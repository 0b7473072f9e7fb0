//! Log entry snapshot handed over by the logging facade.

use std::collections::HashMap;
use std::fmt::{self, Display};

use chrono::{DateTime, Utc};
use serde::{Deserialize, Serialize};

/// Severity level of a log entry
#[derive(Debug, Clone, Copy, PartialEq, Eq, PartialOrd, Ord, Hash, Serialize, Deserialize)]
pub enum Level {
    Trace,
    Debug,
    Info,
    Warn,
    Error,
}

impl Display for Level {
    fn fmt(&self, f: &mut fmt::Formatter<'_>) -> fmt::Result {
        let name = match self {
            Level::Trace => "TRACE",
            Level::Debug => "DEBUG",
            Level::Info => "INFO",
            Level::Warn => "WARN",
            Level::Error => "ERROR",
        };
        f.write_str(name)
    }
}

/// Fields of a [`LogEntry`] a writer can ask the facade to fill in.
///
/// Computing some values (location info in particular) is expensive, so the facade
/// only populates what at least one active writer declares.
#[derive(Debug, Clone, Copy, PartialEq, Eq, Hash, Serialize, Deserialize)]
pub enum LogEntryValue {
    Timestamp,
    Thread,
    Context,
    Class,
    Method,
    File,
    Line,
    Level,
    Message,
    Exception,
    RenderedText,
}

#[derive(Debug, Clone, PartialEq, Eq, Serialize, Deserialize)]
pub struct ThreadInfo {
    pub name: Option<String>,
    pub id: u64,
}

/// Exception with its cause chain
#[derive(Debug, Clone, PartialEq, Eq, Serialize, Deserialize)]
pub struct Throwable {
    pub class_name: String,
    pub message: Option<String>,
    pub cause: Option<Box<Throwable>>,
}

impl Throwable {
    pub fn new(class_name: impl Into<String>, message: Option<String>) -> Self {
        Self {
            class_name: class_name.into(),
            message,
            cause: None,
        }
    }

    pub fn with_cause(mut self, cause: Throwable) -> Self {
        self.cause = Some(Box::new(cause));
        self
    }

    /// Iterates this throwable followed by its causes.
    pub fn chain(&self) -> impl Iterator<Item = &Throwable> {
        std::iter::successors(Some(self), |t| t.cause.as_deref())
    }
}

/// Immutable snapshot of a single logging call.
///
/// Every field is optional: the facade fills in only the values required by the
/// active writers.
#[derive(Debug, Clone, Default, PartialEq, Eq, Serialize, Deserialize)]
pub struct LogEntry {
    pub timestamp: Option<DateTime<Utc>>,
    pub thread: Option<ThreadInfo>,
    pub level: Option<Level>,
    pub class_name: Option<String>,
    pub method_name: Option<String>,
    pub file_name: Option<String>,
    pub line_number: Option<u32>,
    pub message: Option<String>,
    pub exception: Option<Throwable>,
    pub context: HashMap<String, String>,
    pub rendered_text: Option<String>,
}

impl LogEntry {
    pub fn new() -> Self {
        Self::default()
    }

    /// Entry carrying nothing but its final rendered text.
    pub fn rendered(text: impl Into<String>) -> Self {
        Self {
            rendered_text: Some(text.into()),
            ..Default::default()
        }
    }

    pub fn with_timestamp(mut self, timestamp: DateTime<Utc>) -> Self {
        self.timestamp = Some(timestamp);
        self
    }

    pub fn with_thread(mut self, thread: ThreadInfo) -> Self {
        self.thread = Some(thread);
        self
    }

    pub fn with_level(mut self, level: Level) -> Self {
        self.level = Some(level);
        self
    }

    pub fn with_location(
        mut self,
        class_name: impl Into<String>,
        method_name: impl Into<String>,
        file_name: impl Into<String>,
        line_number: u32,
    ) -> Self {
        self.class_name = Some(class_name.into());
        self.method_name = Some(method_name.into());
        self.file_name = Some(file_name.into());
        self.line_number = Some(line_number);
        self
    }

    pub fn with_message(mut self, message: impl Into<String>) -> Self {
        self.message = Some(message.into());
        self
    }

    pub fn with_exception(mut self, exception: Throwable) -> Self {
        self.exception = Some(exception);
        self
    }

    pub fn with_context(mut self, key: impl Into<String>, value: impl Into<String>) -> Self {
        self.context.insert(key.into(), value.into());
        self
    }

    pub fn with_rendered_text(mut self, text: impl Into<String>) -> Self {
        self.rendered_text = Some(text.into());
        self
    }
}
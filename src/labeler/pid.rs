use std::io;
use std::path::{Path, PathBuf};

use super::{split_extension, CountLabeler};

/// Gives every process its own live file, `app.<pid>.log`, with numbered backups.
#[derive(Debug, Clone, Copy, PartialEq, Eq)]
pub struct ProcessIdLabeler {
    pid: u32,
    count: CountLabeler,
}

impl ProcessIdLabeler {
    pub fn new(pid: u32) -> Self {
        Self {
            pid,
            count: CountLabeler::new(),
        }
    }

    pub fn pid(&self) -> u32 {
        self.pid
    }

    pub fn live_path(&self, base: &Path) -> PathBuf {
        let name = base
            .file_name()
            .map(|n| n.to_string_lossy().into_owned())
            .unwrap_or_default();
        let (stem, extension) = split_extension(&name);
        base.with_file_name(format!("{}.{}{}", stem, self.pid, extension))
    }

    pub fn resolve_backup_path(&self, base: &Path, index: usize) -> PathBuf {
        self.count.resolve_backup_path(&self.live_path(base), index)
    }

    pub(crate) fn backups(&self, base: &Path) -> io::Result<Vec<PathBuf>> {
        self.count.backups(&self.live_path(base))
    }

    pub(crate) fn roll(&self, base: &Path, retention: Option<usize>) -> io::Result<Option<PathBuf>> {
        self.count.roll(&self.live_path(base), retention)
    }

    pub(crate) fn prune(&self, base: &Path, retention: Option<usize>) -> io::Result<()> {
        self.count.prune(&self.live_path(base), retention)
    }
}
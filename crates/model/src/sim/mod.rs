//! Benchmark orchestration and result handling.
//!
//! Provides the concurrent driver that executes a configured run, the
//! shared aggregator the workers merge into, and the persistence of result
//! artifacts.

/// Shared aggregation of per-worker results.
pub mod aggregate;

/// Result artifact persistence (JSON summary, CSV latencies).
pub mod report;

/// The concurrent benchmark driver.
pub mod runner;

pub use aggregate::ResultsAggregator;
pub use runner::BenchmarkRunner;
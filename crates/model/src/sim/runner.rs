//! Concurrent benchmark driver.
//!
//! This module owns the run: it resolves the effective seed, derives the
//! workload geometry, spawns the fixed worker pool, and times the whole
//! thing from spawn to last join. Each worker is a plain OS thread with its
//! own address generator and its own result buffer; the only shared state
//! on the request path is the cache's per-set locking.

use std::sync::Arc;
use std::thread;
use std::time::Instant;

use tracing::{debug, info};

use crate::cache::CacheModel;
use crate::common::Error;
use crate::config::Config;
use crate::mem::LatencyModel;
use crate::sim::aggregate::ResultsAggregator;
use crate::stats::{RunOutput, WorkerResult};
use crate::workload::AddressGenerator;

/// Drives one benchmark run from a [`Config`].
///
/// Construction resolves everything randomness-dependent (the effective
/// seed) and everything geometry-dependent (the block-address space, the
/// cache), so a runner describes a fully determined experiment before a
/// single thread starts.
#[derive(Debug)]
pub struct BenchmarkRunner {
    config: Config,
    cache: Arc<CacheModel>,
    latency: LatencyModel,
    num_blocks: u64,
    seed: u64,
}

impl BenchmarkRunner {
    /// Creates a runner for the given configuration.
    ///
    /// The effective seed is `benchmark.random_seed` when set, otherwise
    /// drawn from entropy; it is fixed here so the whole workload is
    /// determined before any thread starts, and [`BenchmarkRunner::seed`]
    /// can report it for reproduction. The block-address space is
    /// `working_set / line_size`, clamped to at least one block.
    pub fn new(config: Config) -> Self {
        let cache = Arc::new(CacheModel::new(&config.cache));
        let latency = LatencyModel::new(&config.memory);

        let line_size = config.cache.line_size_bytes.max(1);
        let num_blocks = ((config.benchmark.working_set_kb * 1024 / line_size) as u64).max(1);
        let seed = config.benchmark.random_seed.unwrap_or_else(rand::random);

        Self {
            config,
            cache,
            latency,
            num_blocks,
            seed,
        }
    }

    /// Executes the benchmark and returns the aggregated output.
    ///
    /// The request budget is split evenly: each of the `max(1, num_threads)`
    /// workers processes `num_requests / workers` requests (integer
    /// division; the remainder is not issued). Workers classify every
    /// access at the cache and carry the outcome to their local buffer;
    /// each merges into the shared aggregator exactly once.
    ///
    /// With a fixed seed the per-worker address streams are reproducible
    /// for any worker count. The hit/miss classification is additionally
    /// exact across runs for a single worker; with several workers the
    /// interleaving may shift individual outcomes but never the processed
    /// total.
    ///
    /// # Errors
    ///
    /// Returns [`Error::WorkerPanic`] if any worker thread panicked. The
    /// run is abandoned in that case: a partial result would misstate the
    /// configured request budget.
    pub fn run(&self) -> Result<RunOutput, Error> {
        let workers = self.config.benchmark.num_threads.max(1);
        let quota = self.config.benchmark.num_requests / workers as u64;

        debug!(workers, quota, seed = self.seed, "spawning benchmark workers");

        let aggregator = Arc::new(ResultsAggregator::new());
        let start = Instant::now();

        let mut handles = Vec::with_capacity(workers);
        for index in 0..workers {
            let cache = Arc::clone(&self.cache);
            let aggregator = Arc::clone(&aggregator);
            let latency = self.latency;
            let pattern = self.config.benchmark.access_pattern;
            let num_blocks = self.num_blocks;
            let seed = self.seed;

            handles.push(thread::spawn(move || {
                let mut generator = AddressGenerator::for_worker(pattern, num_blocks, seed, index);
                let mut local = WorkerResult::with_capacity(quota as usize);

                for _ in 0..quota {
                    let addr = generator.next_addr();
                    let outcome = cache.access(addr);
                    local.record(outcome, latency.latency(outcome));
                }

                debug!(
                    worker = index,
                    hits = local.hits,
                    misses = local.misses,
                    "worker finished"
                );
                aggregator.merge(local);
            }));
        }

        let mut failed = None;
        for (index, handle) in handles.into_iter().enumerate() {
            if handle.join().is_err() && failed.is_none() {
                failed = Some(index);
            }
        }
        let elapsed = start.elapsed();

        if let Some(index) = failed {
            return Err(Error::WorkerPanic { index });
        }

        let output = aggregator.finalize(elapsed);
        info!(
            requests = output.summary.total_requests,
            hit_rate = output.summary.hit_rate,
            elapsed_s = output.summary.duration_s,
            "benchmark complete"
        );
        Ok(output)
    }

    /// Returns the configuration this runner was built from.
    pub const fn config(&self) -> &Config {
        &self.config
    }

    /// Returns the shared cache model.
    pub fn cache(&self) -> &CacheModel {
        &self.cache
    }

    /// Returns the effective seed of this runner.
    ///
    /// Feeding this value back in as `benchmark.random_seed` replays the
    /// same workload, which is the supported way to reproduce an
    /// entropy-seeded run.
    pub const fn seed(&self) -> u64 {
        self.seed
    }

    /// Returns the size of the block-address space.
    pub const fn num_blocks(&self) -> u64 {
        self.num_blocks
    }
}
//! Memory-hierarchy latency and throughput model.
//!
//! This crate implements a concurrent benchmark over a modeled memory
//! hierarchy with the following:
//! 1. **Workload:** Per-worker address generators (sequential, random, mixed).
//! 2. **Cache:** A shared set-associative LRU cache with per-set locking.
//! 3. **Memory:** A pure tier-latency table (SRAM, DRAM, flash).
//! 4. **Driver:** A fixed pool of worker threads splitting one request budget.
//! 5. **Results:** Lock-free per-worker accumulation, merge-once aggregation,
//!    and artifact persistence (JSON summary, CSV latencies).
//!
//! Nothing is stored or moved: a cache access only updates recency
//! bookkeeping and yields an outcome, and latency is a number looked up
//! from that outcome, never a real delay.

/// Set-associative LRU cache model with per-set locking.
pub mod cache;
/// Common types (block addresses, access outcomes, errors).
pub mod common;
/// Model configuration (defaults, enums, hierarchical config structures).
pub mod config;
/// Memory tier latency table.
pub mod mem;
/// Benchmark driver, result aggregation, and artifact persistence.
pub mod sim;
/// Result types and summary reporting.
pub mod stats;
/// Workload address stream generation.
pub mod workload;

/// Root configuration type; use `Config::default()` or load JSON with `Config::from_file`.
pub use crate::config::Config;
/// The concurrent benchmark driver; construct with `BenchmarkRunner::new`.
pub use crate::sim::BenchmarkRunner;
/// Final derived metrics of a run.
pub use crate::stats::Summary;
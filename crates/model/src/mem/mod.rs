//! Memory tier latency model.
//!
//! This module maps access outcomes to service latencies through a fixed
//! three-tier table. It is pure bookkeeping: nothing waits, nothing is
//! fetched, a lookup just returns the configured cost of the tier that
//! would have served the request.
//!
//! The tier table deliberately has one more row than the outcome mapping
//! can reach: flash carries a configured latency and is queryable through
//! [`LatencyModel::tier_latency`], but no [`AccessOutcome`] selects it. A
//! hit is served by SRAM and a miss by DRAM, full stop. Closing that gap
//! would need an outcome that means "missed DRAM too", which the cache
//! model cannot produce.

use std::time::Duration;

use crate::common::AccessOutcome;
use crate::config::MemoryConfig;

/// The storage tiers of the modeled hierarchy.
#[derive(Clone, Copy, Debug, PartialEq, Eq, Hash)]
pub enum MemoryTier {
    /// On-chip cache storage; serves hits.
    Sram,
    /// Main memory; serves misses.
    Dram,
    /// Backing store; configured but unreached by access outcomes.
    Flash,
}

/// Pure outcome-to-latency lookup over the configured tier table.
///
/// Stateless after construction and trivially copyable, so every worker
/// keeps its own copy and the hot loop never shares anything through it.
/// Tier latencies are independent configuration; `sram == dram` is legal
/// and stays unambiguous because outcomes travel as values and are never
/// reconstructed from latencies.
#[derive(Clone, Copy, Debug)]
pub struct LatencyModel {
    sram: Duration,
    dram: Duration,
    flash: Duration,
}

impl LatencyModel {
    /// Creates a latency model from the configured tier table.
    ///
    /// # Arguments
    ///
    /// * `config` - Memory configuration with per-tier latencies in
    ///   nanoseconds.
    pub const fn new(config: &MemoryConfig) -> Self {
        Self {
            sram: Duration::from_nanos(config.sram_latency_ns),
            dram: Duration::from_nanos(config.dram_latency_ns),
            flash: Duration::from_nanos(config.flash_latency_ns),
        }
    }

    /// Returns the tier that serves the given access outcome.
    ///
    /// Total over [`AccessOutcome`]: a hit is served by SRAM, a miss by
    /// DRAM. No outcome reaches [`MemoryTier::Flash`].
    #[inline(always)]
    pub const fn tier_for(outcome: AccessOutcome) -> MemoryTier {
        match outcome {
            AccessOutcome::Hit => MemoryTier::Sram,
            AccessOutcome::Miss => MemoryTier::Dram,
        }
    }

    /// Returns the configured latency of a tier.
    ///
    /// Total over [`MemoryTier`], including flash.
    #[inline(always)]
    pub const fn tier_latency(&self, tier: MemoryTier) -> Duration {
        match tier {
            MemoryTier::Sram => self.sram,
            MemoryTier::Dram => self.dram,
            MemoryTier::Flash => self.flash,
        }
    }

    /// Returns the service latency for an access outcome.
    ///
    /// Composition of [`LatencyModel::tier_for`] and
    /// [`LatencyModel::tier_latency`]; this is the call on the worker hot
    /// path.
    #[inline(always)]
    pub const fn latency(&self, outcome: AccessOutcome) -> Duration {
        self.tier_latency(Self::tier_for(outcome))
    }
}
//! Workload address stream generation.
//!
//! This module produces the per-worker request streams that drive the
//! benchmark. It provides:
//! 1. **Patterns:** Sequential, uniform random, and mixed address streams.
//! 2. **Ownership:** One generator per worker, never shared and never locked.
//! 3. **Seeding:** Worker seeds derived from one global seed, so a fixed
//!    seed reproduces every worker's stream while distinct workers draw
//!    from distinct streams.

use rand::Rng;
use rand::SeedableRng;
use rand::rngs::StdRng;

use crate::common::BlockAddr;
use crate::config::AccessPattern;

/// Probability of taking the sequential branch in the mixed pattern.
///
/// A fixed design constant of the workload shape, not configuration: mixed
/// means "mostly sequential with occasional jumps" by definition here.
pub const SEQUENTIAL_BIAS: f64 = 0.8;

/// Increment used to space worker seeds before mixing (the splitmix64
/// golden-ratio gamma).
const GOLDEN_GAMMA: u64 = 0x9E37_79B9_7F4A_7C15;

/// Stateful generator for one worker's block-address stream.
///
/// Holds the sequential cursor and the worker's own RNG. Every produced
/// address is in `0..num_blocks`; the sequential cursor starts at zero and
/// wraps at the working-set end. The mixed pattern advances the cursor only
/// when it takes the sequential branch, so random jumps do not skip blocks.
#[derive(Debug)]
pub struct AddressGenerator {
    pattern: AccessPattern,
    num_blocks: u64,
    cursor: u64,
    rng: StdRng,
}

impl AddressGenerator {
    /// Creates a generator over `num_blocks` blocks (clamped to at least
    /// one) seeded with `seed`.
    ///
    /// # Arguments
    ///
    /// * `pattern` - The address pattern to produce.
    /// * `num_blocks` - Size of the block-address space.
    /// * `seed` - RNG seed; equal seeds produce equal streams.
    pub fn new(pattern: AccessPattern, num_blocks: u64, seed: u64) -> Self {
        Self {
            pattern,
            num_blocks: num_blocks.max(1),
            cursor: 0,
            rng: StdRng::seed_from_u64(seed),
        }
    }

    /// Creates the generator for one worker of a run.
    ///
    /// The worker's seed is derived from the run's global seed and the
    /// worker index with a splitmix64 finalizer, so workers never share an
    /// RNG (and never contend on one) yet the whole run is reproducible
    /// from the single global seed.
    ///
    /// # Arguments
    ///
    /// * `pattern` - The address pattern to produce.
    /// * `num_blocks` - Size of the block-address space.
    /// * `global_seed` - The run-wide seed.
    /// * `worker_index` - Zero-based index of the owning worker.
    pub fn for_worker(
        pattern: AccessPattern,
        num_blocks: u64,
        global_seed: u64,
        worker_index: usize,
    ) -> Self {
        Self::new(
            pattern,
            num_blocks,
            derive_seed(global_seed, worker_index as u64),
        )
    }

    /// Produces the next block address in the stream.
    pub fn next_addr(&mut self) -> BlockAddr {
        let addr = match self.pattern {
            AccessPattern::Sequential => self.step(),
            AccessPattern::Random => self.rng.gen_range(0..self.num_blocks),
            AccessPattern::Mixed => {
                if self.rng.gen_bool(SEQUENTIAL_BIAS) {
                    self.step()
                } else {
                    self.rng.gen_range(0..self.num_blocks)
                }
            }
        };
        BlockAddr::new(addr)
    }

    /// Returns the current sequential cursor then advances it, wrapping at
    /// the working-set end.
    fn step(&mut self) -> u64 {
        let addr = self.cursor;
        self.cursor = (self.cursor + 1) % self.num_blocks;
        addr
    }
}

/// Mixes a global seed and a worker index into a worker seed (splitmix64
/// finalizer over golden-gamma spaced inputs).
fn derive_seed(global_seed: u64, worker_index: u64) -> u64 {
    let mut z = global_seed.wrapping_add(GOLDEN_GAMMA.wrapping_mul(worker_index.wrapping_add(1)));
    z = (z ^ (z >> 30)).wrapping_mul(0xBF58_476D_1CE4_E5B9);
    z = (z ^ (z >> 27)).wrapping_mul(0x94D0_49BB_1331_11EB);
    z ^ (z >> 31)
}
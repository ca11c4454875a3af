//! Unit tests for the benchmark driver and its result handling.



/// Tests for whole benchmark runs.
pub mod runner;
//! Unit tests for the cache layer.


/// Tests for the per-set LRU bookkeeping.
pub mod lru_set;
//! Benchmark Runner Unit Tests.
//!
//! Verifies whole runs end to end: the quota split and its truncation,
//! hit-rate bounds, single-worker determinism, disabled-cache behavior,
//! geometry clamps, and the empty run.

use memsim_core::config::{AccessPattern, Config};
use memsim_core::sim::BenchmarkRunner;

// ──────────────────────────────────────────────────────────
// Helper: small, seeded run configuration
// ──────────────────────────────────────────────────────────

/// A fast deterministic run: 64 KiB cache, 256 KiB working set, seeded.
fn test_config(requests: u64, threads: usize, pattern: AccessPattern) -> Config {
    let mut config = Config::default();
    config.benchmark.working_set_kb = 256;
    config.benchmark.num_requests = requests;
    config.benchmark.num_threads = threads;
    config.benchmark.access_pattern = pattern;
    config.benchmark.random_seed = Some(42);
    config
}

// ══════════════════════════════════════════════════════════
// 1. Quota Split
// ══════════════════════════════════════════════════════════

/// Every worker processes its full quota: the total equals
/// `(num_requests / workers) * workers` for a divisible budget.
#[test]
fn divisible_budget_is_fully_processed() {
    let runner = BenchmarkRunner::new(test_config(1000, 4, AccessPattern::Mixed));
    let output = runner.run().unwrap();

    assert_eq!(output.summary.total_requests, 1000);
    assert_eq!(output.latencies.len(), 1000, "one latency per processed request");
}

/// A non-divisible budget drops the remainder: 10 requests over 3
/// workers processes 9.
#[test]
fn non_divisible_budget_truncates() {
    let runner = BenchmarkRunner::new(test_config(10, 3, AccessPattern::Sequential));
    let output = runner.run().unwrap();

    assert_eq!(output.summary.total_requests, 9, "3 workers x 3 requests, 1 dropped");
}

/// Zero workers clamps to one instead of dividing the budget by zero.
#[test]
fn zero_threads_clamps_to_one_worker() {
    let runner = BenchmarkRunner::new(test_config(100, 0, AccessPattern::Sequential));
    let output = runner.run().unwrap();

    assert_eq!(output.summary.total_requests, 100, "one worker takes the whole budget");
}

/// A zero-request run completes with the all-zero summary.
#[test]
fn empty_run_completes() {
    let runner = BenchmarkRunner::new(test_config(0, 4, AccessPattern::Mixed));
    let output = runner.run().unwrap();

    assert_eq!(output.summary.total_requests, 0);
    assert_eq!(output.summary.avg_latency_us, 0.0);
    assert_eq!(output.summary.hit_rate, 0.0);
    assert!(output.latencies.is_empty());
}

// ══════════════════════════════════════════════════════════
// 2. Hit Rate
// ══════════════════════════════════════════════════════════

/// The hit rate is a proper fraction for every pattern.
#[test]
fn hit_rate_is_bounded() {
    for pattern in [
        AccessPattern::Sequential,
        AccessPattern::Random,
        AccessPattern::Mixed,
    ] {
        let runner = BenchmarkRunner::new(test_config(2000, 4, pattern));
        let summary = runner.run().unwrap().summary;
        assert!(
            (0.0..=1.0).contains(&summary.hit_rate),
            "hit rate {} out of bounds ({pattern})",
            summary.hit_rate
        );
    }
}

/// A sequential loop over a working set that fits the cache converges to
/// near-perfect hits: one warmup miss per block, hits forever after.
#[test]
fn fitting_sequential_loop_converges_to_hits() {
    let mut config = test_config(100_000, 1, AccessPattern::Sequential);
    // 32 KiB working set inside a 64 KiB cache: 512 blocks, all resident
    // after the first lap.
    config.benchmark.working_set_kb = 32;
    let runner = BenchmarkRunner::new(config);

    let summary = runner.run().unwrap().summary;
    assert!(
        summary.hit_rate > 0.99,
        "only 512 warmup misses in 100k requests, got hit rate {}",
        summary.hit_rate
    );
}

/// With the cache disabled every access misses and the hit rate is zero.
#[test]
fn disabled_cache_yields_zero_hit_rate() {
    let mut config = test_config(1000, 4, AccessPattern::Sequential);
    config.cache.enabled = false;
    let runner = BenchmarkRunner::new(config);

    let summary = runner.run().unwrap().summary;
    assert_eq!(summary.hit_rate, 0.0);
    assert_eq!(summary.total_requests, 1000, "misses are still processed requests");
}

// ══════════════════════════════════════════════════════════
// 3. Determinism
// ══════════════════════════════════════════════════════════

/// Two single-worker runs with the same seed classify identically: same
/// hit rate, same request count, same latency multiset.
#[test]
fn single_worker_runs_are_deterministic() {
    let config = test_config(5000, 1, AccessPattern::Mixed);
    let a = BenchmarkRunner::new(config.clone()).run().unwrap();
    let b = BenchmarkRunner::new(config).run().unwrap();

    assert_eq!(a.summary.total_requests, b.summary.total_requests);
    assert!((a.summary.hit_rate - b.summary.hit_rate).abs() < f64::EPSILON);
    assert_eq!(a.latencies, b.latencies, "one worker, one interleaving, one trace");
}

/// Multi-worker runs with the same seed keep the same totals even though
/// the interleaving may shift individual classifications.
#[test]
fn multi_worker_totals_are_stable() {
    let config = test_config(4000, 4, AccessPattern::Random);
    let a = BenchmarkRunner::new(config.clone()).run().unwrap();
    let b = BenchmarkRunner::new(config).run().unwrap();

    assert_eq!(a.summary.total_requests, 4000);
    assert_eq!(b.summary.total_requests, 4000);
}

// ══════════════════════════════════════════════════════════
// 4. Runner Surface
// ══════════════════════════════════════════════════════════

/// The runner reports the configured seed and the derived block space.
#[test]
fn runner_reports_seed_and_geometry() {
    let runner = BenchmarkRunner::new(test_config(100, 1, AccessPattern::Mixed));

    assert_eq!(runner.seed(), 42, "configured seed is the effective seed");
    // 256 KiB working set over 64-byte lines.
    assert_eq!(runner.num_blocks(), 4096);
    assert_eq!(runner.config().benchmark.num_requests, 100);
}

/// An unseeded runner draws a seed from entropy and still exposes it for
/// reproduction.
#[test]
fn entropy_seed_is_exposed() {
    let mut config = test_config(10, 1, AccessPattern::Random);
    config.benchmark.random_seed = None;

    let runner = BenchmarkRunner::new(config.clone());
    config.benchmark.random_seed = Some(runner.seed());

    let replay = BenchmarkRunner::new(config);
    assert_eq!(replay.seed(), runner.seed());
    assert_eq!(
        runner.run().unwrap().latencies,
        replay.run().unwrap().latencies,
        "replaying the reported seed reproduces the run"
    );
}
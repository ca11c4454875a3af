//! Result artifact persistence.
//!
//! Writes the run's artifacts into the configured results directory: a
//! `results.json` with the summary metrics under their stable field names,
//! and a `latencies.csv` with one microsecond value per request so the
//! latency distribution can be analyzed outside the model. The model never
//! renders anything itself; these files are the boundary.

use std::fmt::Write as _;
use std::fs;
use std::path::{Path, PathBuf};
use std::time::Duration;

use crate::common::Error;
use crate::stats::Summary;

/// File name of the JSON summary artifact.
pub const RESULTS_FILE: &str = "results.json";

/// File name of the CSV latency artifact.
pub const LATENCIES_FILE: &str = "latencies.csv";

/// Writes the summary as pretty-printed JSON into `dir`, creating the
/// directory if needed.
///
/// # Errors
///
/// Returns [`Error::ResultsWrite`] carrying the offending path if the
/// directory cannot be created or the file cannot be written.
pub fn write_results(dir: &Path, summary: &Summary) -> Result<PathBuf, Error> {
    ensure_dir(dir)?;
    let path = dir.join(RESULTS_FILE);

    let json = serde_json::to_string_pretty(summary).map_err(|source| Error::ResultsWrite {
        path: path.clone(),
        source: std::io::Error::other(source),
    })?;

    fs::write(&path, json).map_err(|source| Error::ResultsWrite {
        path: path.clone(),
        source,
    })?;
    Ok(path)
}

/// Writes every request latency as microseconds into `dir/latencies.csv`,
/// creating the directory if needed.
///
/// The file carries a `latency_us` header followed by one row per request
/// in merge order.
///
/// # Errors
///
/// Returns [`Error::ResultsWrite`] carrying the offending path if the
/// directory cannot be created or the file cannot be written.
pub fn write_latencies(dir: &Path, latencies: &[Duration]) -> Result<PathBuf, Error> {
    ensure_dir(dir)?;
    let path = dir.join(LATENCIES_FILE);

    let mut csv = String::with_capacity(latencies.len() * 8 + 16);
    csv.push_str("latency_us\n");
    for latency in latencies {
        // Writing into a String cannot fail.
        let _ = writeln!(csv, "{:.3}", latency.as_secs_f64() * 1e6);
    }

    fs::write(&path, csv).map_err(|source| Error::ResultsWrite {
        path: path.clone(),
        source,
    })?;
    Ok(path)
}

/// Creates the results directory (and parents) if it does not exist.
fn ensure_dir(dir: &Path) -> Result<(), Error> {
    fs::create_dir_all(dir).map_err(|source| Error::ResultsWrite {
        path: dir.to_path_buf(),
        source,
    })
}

- EXERCISE DESCRIPTION
Each line above with the string "Instant" should be reported in full.

- WRITTEN ANSWER
use std::time::Instant;
        let start = Instant::now();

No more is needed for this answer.